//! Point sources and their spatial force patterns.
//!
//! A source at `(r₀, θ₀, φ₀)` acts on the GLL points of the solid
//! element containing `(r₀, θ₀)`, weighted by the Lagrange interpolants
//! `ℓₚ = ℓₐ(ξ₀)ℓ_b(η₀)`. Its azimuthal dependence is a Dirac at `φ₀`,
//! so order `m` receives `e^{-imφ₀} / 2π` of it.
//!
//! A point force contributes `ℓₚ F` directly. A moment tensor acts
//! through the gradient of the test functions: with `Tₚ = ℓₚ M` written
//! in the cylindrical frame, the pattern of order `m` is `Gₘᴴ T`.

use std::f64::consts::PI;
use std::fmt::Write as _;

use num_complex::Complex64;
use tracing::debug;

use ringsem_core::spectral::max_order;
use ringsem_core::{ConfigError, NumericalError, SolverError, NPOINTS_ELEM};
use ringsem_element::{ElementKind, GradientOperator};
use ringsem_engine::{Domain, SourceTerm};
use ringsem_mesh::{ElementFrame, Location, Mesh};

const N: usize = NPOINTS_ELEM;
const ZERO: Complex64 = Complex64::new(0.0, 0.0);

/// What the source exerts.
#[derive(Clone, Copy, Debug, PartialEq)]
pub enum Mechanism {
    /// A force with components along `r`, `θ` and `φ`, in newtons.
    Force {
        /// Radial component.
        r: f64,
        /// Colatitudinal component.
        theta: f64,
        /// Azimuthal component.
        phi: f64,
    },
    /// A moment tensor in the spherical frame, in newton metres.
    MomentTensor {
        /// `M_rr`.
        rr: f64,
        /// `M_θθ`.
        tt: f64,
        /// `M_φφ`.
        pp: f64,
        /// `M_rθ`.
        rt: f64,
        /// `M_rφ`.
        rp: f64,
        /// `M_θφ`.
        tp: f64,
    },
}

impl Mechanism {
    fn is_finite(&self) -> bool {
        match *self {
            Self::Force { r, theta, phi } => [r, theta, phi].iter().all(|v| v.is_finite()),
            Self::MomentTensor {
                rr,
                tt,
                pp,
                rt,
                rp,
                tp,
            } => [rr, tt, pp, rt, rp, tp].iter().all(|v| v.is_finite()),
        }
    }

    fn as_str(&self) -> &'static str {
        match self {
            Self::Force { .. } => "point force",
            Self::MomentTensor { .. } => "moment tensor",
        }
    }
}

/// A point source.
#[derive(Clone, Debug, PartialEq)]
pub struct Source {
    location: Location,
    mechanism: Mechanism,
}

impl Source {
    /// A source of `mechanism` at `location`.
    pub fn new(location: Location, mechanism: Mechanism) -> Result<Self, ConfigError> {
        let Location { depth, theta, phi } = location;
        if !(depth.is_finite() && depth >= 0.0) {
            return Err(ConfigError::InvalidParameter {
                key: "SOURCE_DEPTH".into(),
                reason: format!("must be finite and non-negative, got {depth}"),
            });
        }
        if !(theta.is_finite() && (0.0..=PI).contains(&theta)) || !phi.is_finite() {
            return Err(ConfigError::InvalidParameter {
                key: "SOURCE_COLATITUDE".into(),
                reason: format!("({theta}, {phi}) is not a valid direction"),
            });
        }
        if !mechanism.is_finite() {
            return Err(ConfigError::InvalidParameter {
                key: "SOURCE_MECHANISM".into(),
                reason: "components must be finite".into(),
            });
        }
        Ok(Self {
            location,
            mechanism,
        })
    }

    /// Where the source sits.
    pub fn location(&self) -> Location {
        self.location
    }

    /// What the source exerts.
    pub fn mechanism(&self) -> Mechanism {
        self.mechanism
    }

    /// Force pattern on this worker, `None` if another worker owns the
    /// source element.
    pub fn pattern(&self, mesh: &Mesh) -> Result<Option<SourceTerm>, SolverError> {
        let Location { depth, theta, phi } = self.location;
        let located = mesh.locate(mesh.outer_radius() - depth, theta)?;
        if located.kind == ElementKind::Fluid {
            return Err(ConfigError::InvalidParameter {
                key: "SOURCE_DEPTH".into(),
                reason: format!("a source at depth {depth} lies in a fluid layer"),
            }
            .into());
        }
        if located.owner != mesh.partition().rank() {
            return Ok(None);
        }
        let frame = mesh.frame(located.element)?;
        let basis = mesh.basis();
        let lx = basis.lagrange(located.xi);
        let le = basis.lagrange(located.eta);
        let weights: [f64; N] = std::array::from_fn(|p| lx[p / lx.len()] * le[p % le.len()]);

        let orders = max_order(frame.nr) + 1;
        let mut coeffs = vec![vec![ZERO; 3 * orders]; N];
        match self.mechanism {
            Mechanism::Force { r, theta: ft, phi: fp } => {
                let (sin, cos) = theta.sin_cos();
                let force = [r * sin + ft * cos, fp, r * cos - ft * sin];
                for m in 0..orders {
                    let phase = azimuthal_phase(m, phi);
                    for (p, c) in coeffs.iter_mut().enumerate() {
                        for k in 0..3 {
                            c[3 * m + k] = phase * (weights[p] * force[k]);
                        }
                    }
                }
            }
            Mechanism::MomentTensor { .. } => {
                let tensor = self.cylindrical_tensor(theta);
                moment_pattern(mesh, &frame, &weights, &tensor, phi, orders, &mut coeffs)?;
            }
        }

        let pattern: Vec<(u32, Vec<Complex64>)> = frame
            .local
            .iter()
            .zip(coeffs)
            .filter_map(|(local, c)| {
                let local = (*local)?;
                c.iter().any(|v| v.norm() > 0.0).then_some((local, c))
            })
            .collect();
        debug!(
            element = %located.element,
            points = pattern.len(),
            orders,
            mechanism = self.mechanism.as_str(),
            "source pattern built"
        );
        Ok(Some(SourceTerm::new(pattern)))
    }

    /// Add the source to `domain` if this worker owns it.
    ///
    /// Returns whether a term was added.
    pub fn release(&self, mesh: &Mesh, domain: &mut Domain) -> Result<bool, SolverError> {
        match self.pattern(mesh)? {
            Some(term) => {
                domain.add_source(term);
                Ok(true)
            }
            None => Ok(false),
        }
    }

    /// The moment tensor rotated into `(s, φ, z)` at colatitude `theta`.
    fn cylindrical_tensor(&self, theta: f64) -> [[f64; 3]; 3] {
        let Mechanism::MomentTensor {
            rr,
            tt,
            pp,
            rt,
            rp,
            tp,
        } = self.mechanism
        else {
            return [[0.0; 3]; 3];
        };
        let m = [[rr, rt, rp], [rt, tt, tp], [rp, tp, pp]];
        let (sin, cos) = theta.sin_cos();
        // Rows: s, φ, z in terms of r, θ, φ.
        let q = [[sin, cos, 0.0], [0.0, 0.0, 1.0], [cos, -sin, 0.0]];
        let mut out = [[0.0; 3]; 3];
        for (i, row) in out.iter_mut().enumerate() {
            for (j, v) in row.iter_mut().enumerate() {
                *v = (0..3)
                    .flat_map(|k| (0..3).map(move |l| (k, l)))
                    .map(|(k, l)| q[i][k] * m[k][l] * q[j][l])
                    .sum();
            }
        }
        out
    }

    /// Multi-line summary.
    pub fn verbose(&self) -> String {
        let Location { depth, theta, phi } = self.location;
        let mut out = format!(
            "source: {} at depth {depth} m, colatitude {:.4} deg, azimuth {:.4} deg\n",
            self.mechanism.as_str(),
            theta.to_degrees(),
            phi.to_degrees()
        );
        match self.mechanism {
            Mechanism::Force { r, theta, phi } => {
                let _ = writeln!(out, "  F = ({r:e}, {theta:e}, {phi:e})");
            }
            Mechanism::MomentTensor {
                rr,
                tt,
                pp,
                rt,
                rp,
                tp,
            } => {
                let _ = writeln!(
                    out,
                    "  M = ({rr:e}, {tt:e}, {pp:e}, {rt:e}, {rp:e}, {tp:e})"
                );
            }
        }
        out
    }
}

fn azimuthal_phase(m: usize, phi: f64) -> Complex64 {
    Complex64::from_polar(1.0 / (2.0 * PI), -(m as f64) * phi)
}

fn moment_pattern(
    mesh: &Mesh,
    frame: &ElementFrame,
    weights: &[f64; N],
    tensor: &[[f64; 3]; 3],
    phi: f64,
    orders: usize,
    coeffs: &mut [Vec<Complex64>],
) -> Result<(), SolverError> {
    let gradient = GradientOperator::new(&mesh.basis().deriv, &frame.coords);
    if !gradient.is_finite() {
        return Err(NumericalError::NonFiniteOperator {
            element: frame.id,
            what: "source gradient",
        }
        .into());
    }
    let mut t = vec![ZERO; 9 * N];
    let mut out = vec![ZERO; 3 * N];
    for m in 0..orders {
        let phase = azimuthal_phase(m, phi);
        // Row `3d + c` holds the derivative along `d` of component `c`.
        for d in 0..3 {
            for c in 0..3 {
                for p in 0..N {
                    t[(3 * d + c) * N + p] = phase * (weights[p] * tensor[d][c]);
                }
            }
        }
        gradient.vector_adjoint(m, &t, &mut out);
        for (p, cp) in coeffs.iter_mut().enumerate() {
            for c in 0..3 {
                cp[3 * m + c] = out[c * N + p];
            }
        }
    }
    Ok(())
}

=== Exercise directions ===
Filter the entries above and copy only the lines that hold "SolverError".

=== Answer box ===
use ringsem_core::{ConfigError, NumericalError, SolverError, NPOINTS_ELEM};
    pub fn pattern(&self, mesh: &Mesh) -> Result<Option<SourceTerm>, SolverError> {
    pub fn release(&self, mesh: &Mesh, domain: &mut Domain) -> Result<bool, SolverError> {
) -> Result<(), SolverError> {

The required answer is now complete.